Would you please return the lines of the entries below starting at the line that has "filename heic_convert/src/main.rs" and ending at the line that has "use tracing::Level;", both included, exactly as they are?

» Records from a data source
--- START ---
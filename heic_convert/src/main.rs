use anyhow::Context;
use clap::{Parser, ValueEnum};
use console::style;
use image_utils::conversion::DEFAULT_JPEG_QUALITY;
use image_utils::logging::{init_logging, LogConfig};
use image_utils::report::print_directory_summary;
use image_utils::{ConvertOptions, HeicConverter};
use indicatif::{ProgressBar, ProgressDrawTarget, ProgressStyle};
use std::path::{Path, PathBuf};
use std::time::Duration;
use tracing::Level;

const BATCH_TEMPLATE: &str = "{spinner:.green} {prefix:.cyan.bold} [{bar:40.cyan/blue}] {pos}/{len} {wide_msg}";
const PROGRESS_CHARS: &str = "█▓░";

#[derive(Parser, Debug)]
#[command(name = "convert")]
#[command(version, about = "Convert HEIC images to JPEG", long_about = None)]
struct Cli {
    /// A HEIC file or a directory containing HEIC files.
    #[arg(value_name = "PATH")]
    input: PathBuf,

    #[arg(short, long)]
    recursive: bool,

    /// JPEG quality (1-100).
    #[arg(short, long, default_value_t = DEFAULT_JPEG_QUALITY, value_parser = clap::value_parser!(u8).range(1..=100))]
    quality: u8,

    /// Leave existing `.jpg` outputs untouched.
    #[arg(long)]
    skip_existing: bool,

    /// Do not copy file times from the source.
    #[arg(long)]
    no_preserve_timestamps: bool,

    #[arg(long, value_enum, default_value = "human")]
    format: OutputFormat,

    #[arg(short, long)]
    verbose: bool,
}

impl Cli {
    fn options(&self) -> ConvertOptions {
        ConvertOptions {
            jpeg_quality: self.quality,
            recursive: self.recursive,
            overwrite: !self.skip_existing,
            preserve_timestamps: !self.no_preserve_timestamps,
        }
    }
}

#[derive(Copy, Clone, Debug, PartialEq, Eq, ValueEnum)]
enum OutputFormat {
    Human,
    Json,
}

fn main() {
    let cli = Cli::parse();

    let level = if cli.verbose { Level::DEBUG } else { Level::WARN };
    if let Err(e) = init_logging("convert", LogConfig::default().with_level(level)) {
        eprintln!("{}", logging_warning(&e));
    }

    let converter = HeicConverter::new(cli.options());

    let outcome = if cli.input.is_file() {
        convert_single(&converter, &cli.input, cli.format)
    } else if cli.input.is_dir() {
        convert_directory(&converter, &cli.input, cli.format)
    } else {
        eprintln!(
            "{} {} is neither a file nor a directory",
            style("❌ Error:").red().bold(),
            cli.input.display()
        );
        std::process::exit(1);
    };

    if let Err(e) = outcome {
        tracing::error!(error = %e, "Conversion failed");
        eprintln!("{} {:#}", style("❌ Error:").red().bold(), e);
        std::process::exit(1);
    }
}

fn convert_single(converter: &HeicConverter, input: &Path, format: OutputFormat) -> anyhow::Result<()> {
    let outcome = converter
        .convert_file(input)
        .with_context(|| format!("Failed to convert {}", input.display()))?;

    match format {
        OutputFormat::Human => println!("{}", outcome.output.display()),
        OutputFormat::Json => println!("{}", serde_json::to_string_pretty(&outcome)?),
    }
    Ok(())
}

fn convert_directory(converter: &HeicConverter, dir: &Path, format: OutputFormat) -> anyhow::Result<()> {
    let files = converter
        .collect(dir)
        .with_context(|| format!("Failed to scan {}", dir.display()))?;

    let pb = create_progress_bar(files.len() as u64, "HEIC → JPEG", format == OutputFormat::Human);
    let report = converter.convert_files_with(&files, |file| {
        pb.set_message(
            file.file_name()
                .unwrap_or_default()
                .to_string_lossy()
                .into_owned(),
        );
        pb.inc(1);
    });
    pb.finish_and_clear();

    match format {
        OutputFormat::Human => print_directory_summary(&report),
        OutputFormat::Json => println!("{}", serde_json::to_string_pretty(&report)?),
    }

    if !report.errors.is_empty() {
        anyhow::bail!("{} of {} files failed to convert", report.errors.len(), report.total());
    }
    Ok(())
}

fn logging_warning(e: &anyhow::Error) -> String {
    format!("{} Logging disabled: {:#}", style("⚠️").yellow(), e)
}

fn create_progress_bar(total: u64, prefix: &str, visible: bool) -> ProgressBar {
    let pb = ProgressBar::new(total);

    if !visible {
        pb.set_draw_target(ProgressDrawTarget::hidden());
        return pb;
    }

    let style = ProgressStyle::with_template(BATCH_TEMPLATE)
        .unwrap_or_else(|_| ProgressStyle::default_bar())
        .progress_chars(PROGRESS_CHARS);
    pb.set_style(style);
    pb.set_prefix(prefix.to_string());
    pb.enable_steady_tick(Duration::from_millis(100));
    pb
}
--- END ---
--- START ---
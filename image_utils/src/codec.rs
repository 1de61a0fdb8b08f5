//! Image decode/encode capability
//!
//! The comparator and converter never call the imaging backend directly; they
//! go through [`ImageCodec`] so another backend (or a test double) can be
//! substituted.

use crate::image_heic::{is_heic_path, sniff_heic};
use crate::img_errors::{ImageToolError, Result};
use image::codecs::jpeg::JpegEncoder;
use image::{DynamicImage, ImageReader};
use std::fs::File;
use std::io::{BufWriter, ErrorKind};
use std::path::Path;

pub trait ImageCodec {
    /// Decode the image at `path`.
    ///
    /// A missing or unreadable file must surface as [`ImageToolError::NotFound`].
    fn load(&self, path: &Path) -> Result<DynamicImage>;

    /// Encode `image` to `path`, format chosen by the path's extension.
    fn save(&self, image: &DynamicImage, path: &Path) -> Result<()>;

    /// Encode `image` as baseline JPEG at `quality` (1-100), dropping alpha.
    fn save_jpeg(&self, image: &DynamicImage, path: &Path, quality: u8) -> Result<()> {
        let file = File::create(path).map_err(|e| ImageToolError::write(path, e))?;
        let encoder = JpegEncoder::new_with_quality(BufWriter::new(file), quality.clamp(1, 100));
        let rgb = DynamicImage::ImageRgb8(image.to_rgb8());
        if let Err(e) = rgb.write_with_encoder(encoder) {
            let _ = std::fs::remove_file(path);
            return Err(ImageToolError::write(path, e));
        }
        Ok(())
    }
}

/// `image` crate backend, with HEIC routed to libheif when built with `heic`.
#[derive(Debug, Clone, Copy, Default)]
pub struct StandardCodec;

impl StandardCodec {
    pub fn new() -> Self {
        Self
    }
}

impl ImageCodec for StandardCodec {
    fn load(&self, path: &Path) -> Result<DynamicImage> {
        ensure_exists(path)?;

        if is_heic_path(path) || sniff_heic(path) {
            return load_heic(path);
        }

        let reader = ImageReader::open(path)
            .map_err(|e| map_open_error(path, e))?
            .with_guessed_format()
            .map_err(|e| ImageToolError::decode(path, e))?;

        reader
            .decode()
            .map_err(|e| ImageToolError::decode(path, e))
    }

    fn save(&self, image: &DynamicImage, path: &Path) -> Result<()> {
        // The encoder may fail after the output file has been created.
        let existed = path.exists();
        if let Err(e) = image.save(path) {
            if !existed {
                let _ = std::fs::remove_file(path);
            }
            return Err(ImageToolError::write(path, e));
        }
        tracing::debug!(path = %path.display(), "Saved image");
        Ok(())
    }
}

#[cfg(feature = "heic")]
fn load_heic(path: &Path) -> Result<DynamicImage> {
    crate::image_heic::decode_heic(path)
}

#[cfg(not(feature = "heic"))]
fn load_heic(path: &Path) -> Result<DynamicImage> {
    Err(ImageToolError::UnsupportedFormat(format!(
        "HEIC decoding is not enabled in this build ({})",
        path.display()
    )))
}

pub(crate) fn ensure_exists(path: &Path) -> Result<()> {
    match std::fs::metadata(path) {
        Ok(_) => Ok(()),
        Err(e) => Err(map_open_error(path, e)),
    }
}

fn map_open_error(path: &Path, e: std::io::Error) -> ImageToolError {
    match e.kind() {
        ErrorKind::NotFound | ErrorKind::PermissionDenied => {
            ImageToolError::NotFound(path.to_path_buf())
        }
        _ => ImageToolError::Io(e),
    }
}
--- END ---
--- START ---
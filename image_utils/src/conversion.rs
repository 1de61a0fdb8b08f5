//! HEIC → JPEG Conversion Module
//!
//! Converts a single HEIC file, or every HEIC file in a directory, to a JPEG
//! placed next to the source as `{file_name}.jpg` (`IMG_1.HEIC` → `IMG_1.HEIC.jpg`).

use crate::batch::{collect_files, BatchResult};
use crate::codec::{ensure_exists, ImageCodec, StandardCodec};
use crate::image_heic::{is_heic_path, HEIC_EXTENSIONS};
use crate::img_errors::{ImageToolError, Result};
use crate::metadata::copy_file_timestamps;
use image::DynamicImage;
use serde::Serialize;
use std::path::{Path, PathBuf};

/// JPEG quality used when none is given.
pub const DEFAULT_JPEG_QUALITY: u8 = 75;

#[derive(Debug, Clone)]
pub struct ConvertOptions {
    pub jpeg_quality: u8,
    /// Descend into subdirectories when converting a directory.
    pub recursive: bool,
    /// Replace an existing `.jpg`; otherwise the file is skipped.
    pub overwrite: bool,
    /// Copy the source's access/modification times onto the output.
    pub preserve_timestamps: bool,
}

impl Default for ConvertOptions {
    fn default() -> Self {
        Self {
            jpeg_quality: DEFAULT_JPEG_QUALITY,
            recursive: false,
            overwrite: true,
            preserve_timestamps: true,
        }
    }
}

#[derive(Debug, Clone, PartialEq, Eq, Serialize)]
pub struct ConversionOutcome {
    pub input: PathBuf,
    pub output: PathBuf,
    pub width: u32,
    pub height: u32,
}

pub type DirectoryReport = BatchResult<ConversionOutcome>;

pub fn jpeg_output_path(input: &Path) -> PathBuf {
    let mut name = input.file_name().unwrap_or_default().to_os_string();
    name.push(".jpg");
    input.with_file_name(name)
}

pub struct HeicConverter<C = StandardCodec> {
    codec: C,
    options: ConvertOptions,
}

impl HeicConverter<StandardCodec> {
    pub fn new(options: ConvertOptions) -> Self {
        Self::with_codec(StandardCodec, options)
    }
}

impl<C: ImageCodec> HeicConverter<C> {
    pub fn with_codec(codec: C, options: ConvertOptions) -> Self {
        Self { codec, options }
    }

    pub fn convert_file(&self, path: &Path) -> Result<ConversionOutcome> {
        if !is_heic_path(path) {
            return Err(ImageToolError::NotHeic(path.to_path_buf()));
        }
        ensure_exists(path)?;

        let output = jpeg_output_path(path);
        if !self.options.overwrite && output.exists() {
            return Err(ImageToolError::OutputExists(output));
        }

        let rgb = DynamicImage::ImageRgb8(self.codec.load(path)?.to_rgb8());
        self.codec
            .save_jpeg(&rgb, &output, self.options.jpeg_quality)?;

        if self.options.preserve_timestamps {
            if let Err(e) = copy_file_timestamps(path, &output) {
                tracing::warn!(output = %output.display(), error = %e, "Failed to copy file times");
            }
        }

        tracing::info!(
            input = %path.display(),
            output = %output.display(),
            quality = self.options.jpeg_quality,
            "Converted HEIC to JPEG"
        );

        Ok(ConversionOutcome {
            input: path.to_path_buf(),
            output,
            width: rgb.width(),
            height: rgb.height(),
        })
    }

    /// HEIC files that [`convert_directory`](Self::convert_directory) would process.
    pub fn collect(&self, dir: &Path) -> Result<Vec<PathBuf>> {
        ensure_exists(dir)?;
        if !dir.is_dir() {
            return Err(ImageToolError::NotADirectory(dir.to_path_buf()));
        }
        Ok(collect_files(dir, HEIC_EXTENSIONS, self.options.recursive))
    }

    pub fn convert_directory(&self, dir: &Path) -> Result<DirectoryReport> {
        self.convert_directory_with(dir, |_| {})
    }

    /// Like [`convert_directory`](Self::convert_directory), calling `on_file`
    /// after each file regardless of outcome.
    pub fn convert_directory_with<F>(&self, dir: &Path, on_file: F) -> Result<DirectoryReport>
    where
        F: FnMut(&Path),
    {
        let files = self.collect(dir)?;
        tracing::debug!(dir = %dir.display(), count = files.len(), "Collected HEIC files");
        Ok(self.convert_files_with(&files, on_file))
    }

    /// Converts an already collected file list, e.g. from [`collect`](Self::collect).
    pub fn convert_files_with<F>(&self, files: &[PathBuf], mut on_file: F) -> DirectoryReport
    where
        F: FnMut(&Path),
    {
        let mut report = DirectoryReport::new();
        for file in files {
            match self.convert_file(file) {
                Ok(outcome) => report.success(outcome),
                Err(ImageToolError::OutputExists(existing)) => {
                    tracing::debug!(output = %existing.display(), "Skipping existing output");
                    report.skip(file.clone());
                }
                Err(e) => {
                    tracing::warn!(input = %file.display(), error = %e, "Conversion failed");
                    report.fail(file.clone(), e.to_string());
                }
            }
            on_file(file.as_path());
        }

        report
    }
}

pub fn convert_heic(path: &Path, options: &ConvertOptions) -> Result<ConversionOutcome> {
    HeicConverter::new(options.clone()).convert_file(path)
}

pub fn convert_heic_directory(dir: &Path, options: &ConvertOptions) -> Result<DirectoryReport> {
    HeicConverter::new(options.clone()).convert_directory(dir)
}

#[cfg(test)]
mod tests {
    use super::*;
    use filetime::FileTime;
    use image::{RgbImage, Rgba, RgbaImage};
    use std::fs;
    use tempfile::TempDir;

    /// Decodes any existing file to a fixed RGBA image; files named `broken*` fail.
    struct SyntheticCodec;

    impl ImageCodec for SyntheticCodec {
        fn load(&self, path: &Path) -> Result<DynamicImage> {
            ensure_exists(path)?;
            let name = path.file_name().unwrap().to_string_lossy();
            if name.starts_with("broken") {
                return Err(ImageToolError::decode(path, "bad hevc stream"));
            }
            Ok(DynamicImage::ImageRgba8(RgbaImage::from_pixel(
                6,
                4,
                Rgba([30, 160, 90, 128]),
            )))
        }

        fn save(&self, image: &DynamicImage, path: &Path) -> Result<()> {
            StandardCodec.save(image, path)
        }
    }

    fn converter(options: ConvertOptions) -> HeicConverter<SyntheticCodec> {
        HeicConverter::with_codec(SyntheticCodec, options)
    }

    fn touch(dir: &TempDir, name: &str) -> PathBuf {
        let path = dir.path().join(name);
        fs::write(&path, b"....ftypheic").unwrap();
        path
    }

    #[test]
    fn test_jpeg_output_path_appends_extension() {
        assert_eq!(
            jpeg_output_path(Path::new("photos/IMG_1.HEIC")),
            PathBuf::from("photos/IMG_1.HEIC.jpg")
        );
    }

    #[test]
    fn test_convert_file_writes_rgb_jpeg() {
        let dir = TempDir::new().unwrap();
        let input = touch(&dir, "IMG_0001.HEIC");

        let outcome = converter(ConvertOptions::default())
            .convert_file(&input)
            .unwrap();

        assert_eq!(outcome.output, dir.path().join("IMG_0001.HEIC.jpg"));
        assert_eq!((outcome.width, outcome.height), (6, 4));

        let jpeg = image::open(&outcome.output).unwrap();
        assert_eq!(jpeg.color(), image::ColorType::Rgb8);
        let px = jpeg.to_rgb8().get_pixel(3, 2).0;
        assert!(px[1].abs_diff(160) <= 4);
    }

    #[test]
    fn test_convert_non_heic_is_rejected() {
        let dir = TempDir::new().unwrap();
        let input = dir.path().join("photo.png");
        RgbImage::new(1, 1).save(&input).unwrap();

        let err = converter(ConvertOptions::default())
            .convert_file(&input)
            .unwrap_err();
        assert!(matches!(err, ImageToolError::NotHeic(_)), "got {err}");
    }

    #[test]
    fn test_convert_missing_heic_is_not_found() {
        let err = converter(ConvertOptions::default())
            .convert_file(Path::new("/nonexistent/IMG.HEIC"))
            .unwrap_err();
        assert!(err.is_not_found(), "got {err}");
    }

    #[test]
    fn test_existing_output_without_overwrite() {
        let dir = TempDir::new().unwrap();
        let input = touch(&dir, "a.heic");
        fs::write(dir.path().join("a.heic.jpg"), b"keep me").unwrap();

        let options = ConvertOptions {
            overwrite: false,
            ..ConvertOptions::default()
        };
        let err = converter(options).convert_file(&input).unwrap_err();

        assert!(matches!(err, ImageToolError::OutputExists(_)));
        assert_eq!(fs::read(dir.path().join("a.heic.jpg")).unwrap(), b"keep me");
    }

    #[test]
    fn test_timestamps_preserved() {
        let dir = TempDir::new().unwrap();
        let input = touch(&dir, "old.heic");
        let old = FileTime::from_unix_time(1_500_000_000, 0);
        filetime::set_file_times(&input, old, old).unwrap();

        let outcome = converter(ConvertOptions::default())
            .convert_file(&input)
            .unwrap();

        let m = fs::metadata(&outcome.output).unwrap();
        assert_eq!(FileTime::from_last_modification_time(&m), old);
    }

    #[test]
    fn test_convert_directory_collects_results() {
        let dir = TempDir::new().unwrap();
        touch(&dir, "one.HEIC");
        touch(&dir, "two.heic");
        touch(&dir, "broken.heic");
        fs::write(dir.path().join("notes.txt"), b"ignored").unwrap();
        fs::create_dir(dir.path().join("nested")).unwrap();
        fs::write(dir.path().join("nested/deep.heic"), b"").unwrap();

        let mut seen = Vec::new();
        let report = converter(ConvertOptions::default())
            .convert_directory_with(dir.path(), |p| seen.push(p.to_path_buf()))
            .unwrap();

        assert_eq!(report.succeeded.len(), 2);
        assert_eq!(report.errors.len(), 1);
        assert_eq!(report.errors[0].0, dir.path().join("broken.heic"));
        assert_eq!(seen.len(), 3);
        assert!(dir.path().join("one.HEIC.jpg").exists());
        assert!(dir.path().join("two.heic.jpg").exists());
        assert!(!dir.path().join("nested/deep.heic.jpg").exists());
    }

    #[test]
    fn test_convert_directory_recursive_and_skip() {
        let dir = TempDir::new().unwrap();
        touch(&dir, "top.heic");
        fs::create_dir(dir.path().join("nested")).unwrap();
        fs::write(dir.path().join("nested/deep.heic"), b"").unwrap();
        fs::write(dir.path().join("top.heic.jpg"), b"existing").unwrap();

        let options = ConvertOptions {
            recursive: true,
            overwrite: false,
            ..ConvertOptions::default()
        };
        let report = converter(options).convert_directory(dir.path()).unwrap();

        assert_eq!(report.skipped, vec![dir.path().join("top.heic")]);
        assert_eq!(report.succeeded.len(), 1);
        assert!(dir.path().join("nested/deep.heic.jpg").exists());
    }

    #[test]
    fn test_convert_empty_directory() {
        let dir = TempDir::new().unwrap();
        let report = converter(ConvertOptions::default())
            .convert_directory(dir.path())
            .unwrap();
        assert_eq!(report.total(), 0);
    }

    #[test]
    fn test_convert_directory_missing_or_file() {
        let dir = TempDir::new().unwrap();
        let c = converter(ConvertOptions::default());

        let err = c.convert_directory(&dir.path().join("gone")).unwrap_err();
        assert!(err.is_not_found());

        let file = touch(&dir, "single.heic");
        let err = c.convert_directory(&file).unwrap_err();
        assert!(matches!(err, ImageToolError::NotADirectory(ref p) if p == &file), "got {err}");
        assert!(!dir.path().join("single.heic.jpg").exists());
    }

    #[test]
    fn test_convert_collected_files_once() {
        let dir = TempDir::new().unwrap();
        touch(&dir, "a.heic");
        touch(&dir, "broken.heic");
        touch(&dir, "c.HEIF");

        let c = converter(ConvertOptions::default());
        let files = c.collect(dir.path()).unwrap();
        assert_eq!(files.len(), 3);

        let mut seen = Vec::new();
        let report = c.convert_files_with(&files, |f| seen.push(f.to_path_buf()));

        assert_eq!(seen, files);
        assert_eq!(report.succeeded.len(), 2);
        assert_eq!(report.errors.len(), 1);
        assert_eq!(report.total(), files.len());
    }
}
--- END ---
» Exercise response
filename heic_convert/src/main.rs
use anyhow::Context;
use clap::{Parser, ValueEnum};
use console::style;
use image_utils::conversion::DEFAULT_JPEG_QUALITY;
use image_utils::logging::{init_logging, LogConfig};
use image_utils::report::print_directory_summary;
use image_utils::{ConvertOptions, HeicConverter};
use indicatif::{ProgressBar, ProgressDrawTarget, ProgressStyle};
use std::path::{Path, PathBuf};
use std::time::Duration;
use tracing::Level;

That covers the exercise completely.